There is a digital clock in the foyer of the executive offices of the Del Mar Thoroughbred Club. Its bright red numbers are in constant movement.
Late Monday morning the clock read: 108 days, 12 hours, 23 minutes. And at that moment, 25 seconds.
That is the countdown to when Del Mar will host for the first time the biggest two days in horse racing, the Breeders’ Cup, on Nov. 3-4.
The clock is a reminder of the much-welcomed worldwide attention that will come for a racetrack that is still a mystery to some. Yet, Del Mar, in its 78th season, will be under more scrutiny than ever, beginning with the summer meeting that starts Wednesday.
“There’s definitely a different flavor in the air,” Del Mar President and Chief Executive Joe Harper said. “It smells a little more international.”
This year, Del Mar cut its racing schedule by three days with the hopes of giving its new superintendent more time to prepare the track while affording horses a longer rest following the close of Santa Anita’s meet July 4.
“We lose some money, but frankly, it was the right thing to do,” Harper said. “It gave us more time to get ready. It gave the horsemen more time on the track before the races start. We’re breathing a little easier.”
The breath holding will come on opening day and in the subsequent seven weeks as Del Mar tries to overcome the bad memories and negative publicity that came with 17 horse deaths in last year’s summer meeting and another five in the shorter fall season.
Protests from animal rights advocates grew more fervent as the summer season progressed and the deaths mounted, and Harper concluded at the end of the meet, “You look for a smoking gun, and sometimes there just isn’t one. The nature of the sport came to roost on our porch this summer.
“We’re going to be doing many things that we hope will cut down on these problems in the future.”
Beyond shortening the meet, Del Mar hired well-respected Santa Anita superintendent Dennis Moore to create a dirt racing surface that’s more consistent with Santa Anita’s; turns on the course were further banked to relieve stress on the horses’ legs; at least 200 fewer horses will be housed at Del Mar, reducing the number of overall workouts; and Harper said a system of greater scrutiny among veterinarians and track workers has been instituted in an effort to identify unhealthy horses before they’re entered in a race.
Any horse that hasn’t raced in more than a year will be carefully watched, Harper said.
On Monday, Hall of Fame trainer Bob Baffert said he had yet to breeze horses on the new Del Mar track, but had heard “good things” from jockeys after workouts began Saturday.

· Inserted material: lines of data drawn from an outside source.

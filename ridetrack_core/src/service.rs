//! Runs a [`RideTracker`] on its own tokio task. Location samples, heart
//! rate readings and commands each arrive on their own channel and are
//! handled one at a time by that task, which is the only thing that
//! ever touches the tracker. Everyone else talks to it through a
//! [`RideHandle`].

use std::{future, ops::ControlFlow, sync::Arc, time::Duration as StdDuration};

use log::{debug, info, warn};
use time::OffsetDateTime;
use tokio::{
    sync::{broadcast, mpsc, oneshot, watch},
    time::{interval_at, Instant, Interval, MissedTickBehavior},
};

use crate::{
    config::TrackingConfig,
    error::RideError,
    model::{HeartRateSample, LocationSample, RideEvent, RideId, RideState, RideSummary, RoutePoint},
    ride::{LocationOutcome, RideStatus, RideTracker},
    store::{save_finished_ride, RideStore},
};

const TICK_PERIOD: StdDuration = StdDuration::from_secs(1);

/// The one clock the service runs on. Commands, duration ticks and
/// auto-pause are all timed by it; a location sample's own timestamp is
/// only used inside the speed filter.
pub trait Clock: Send + Sync {
    fn now(&self) -> OffsetDateTime;
}

#[derive(Debug, Clone, Copy, Default)]
pub struct SystemClock;

impl Clock for SystemClock {
    fn now(&self) -> OffsetDateTime {
        OffsetDateTime::now_utc()
    }
}

/// Channel sizes.
#[derive(Debug, Clone, Copy, PartialEq, Eq)]
pub struct ChannelCapacity {
    pub locations: usize,
    pub heart_rate: usize,
    pub commands: usize,
    pub events: usize,
}

impl Default for ChannelCapacity {
    fn default() -> Self {
        Self {
            locations: 64,
            heart_rate: 64,
            commands: 16,
            events: 128,
        }
    }
}

type Reply<T> = oneshot::Sender<Result<T, RideError>>;

enum Request {
    Start { reply: Reply<()> },
    Pause { reply: Reply<()> },
    Resume { reply: Reply<()> },
    Finish { reply: Reply<RideSummary> },
    Discard { reply: Reply<()> },
    RoutePoints {
        reply: oneshot::Sender<Vec<RoutePoint>>,
    },
    Describe {
        reply: oneshot::Sender<String>,
    },
    Shutdown {
        reply: oneshot::Sender<()>,
    },
}

/// The owning side of the ride task.
pub struct RideService {
    tracker: RideTracker,
    store: Arc<dyn RideStore>,
    clock: Arc<dyn Clock>,
    ride_id: Option<RideId>,
    /// Only exists while the ride is Active.
    ticker: Option<Interval>,
    status: watch::Sender<RideStatus>,
    events: broadcast::Sender<RideEvent>,
}

impl RideService {
    /// Spawns the ride task on the current tokio runtime and returns a
    /// handle to it.
    pub fn spawn(
        config: TrackingConfig,
        store: Arc<dyn RideStore>,
        clock: Arc<dyn Clock>,
    ) -> RideHandle {
        Self::spawn_with_capacity(config, store, clock, ChannelCapacity::default())
    }

    pub fn spawn_with_capacity(
        config: TrackingConfig,
        store: Arc<dyn RideStore>,
        clock: Arc<dyn Clock>,
        capacity: ChannelCapacity,
    ) -> RideHandle {
        let (request_tx, request_rx) = mpsc::channel(capacity.commands);
        let (location_tx, location_rx) = mpsc::channel(capacity.locations);
        let (heart_rate_tx, heart_rate_rx) = mpsc::channel(capacity.heart_rate);
        let (status_tx, status_rx) = watch::channel(RideStatus::default());
        let (events_tx, _) = broadcast::channel(capacity.events);

        let service = RideService {
            tracker: RideTracker::new(config),
            store,
            clock: clock.clone(),
            ride_id: None,
            ticker: None,
            status: status_tx,
            events: events_tx.clone(),
        };
        tokio::spawn(service.run(request_rx, location_rx, heart_rate_rx));

        RideHandle {
            requests: request_tx,
            locations: location_tx,
            heart_rate: heart_rate_tx,
            status: status_rx,
            events: events_tx,
            clock,
        }
    }

    async fn run(
        mut self,
        mut requests: mpsc::Receiver<Request>,
        mut locations: mpsc::Receiver<LocationSample>,
        mut heart_rate: mpsc::Receiver<HeartRateSample>,
    ) {
        info!("Ride service started");

        loop {
            tokio::select! {
                // Samples already queued are handled before a command that
                // was sent after them.
                biased;

                Some(sample) = locations.recv() => self.on_location(sample),
                Some(sample) = heart_rate.recv() => self.on_heart_rate(sample),
                request = requests.recv() => match request {
                    Some(request) => {
                        if self.on_request(request).await.is_break() {
                            break;
                        }
                    }
                    None => break,
                },
                _ = next_tick(&mut self.ticker) => self.on_tick(),
            }
        }

        if self.tracker.state() != RideState::Idle {
            warn!("Ride service stopping with a ride in progress, it has not been saved");
        }
        info!("Ride service stopped");
    }

    fn on_location(&mut self, sample: LocationSample) {
        if let LocationOutcome::Processed {
            transition: Some(_), ..
        } = self.tracker.on_location_at(sample, self.clock.now())
        {
            self.sync_ticker();
        }
        self.publish();
    }

    fn on_heart_rate(&mut self, sample: HeartRateSample) {
        self.tracker.on_heart_rate(sample);
        self.publish();
    }

    fn on_tick(&mut self) {
        if let Some(duration) = self.tracker.tick(self.clock.now()) {
            debug!("Ride duration {duration}");
            self.publish();
        }
    }

    async fn on_request(&mut self, request: Request) -> ControlFlow<()> {
        let now = self.clock.now();
        match request {
            Request::Start { reply } => {
                let result = self.start(now).await;
                self.settle(reply, result);
            }
            Request::Pause { reply } => {
                let result = self.tracker.pause(now);
                self.settle(reply, result);
            }
            Request::Resume { reply } => {
                let result = self.tracker.resume(now);
                self.settle(reply, result);
            }
            Request::Finish { reply } => {
                let result = self.finish(now).await;
                self.settle(reply, result);
            }
            Request::Discard { reply } => {
                let result = self.discard().await;
                self.settle(reply, result);
            }
            Request::RoutePoints { reply } => {
                let _ = reply.send(self.tracker.route_points());
            }
            Request::Describe { reply } => {
                let ride_id = self
                    .ride_id
                    .map_or_else(|| "None".to_string(), |id| id.to_string());
                let _ = reply.send(format!("Ride Id: {ride_id}\n{}", self.tracker));
            }
            Request::Shutdown { reply } => {
                let _ = reply.send(());
                return ControlFlow::Break(());
            }
        }
        ControlFlow::Continue(())
    }

    /// Brings the ticker and the observers up to date after a command,
    /// then replies.
    fn settle<T>(&mut self, reply: Reply<T>, result: Result<T, RideError>) {
        if let Err(e) = &result {
            warn!("{e}");
        }
        self.sync_ticker();
        self.publish();
        let _ = reply.send(result);
    }

    async fn start(&mut self, now: OffsetDateTime) -> Result<(), RideError> {
        self.tracker.start(now)?;
        self.ride_id = match self.store.create_ride(now).await {
            Ok(ride_id) => {
                info!("Created ride {ride_id}");
                Some(ride_id)
            }
            Err(e) => {
                warn!("Error creating ride, it will not be saved: {e:#}");
                None
            }
        };
        Ok(())
    }

    async fn discard(&mut self) -> Result<(), RideError> {
        self.tracker.discard()?;
        if let Some(ride_id) = self.ride_id.take() {
            if let Err(e) = self.store.delete_ride(ride_id).await {
                warn!("Error deleting ride {ride_id}: {e:#}");
            }
        }
        Ok(())
    }

    async fn finish(&mut self, now: OffsetDateTime) -> Result<RideSummary, RideError> {
        let mut ride = self.tracker.finish(now)?;

        let mut finished = self.status.borrow().clone();
        finished.state = RideState::Finished;
        self.status.send_replace(finished);

        ride.summary.ride_id = self.ride_id.take();
        match ride.summary.ride_id {
            Some(ride_id) => {
                if let Err(e) = save_finished_ride(self.store.as_ref(), ride_id, &ride).await {
                    warn!("Error saving ride: {e:#}");
                }
            }
            None => warn!("Ride has no record in the store, it has not been saved"),
        }

        Ok(ride.summary)
    }

    /// Makes sure the ticker is running if, and only if, the ride is
    /// Active. A new ticker first fires one period after it is created.
    fn sync_ticker(&mut self) {
        match (self.tracker.state(), self.ticker.is_some()) {
            (RideState::Active, false) => {
                let mut ticker = interval_at(Instant::now() + TICK_PERIOD, TICK_PERIOD);
                ticker.set_missed_tick_behavior(MissedTickBehavior::Delay);
                self.ticker = Some(ticker);
                debug!("Duration ticker started");
            }
            (RideState::Active, true) => {}
            (_, true) => {
                self.ticker = None;
                debug!("Duration ticker stopped");
            }
            (_, false) => {}
        }
    }

    fn publish(&mut self) {
        self.status.send_replace(self.tracker.status());
        for event in self.tracker.take_new_events() {
            // No subscribers is fine.
            let _ = self.events.send(event);
        }
    }
}

async fn next_tick(ticker: &mut Option<Interval>) -> Instant {
    match ticker {
        Some(ticker) => ticker.tick().await,
        None => future::pending().await,
    }
}

/// The client side of a ride service. Cheap to clone.
#[derive(Clone)]
pub struct RideHandle {
    requests: mpsc::Sender<Request>,
    locations: mpsc::Sender<LocationSample>,
    heart_rate: mpsc::Sender<HeartRateSample>,
    status: watch::Receiver<RideStatus>,
    events: broadcast::Sender<RideEvent>,
    clock: Arc<dyn Clock>,
}

impl RideHandle {
    pub async fn submit_location_sample(&self, sample: LocationSample) -> Result<(), RideError> {
        self.locations
            .send(sample)
            .await
            .map_err(|_| RideError::ServiceStopped)
    }

    /// Submits a heart-rate reading taken now.
    pub async fn submit_heart_rate(&self, bpm: u16) -> Result<(), RideError> {
        let sample = HeartRateSample {
            bpm,
            time: self.clock.now(),
        };
        self.heart_rate
            .send(sample)
            .await
            .map_err(|_| RideError::ServiceStopped)
    }

    /// A sender for a task that produces location samples.
    pub fn location_sender(&self) -> mpsc::Sender<LocationSample> {
        self.locations.clone()
    }

    /// A sender for a task that produces heart-rate samples.
    pub fn heart_rate_sender(&self) -> mpsc::Sender<HeartRateSample> {
        self.heart_rate.clone()
    }

    pub async fn start_ride(&self) -> Result<(), RideError> {
        self.call(|reply| Request::Start { reply }).await?
    }

    pub async fn pause_ride(&self) -> Result<(), RideError> {
        self.call(|reply| Request::Pause { reply }).await?
    }

    pub async fn resume_ride(&self) -> Result<(), RideError> {
        self.call(|reply| Request::Resume { reply }).await?
    }

    /// Finishes the ride, saves it and returns its summary. A failure to
    /// save is logged, not returned.
    pub async fn finish_ride(&self) -> Result<RideSummary, RideError> {
        self.call(|reply| Request::Finish { reply }).await?
    }

    pub async fn discard_ride(&self) -> Result<(), RideError> {
        self.call(|reply| Request::Discard { reply }).await?
    }

    /// The latest status.
    pub fn status(&self) -> RideStatus {
        self.status.borrow().clone()
    }

    /// A receiver that is notified whenever the status changes.
    pub fn watch_status(&self) -> watch::Receiver<RideStatus> {
        self.status.clone()
    }

    /// Events recorded from now on.
    pub fn subscribe_events(&self) -> broadcast::Receiver<RideEvent> {
        self.events.subscribe()
    }

    pub async fn route_points(&self) -> Result<Vec<RoutePoint>, RideError> {
        self.call(|reply| Request::RoutePoints { reply }).await
    }

    /// A human-readable dump of the tracker's internals.
    pub async fn describe(&self) -> Result<String, RideError> {
        self.call(|reply| Request::Describe { reply }).await
    }

    /// Stops the ride task. A ride still in progress is not saved.
    pub async fn shutdown(&self) -> Result<(), RideError> {
        self.call(|reply| Request::Shutdown { reply }).await
    }

    /// Sends a request and waits for the service's reply.
    async fn call<T>(&self, request: impl FnOnce(oneshot::Sender<T>) -> Request) -> Result<T, RideError> {
        let (reply, rx) = oneshot::channel();
        self.request(request(reply)).await?;
        rx.await.map_err(|_| RideError::ServiceStopped)
    }

    async fn request(&self, request: Request) -> Result<(), RideError> {
        self.requests
            .send(request)
            .await
            .map_err(|_| RideError::ServiceStopped)
    }
}
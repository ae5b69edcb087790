//! The ride state machine. It owns every other component, decides what
//! runs in which state, and is the only thing that mutates a ride.
//!
//! ```text
//! Idle --start--> Active --pause / auto-pause--> Paused
//!                 Active <--resume / auto-resume-- Paused
//! Active | Paused --finish | discard--> Finished --> Idle
//! ```
//!
//! Everything here is synchronous and takes the current time as an
//! argument; the [`crate::service`] module supplies the clock, the
//! channels and the duration ticker.

use std::fmt;

use log::{debug, info};
use serde::Serialize;
use time::{Duration, OffsetDateTime};

use crate::{
    config::{AutoPauseParameters, TrackingConfig},
    error::{Rejection, RideError},
    events::{paused_event, resumed_event, EventDetector},
    filter::SpeedFilter,
    gate::SampleGate,
    metrics::RideMetrics,
    model::{
        Command, FinishedRide, HeartRateSample, LocationSample, RideEvent, RideState,
        RideSummary, RoutePoint,
    },
    speed::SpeedEstimator,
};

/// A state change the ride made on its own.
#[derive(Debug, Clone, Copy, PartialEq, Eq)]
pub enum AutoTransition {
    Pause,
    Resume,
}

/// Watches the filtered speed and decides when to pause or resume a
/// ride automatically.
#[derive(Debug, Clone, Default)]
pub struct AutoPauseMonitor {
    params: AutoPauseParameters,
    stationary_since: Option<OffsetDateTime>,
}

impl AutoPauseMonitor {
    pub fn new(params: AutoPauseParameters) -> Self {
        Self {
            params,
            stationary_since: None,
        }
    }

    pub fn reset(&mut self) {
        self.stationary_since = None;
    }

    /// When the rider became stationary, if they currently are.
    pub fn stationary_since(&self) -> Option<OffsetDateTime> {
        self.stationary_since
    }

    pub fn check(
        &mut self,
        state: RideState,
        manual_pause: bool,
        speed_kmh: f64,
        now: OffsetDateTime,
    ) -> Option<AutoTransition> {
        if !self.params.enabled {
            return None;
        }

        match state {
            RideState::Active => {
                if speed_kmh >= self.params.stationary_speed_kmh {
                    if self.stationary_since.take().is_some() {
                        debug!("Speed increased to {speed_kmh:.2} km/h, resetting pause timer");
                    }
                    return None;
                }

                match self.stationary_since {
                    None => {
                        debug!("Speed below stationary threshold ({speed_kmh:.2} km/h), starting pause timer");
                        self.stationary_since = Some(now);
                        None
                    }
                    Some(since) if now - since > self.params.pause_after => {
                        self.stationary_since = None;
                        Some(AutoTransition::Pause)
                    }
                    Some(_) => None,
                }
            }
            RideState::Paused => {
                if !manual_pause && speed_kmh >= self.params.resume_speed_kmh {
                    self.stationary_since = None;
                    Some(AutoTransition::Resume)
                } else {
                    None
                }
            }
            RideState::Idle | RideState::Finished => {
                self.stationary_since = None;
                None
            }
        }
    }
}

Baffert is a staunch defender of Del Mar and noted he trained the current No. 1 horse in the world, Arrogate, here all last summer and brought the winner of $17 million to race at Del Mar twice this summer before entering him in the Breeders’ Cup Classic.
“If I was worried about it, I wouldn’t be here with my horses,” Baffert said.
He added, “One thing that’s different here is the air. It’s heavy. The horses get tired, not so much because of the track but because of the air. A lot of horses will get tired the first time you work them, and that plays into it.”
Baffert said he was encouraged by the hiring of Moore, who he contends is among the best superintendents in the business.
Moore was not available for comment early in the week, but Harper said Moore has closely examined the track, digging down to the “sub-base” to look for even small inconsistencies.
It was Moore who also suggested the extra banking, bringing Del Mar to a 5-degree grade that is the same as Santa Anita’s. The additional work cost $250,000, Harper said.
Tom Robbins, who oversees racing at the track, has his own set of circumstances that have him feeling a little more nervous than usual heading into the meet. He has to fill eight to 10 races five days each week, and that became more concerning after Santa Anita had to cancel four days of racing this past meet for lack of entries.
Asked if he could envision that happening at Del Mar, Robbins said, “I would have said no until I saw it happen. It is unsettling. We’re doing our best to sort of calm everybody down, because it affects a lot of people who are employed in our industry.”
Harper said, “Our field sizes have been relatively good, even higher than Saratoga’s the last couple of years. We’re all feeling the drop in foal crops across the country. It started when everybody went broke in ’08 and all of a sudden there weren’t horses being bred for a couple of years, so you’re always kind of feeling that.”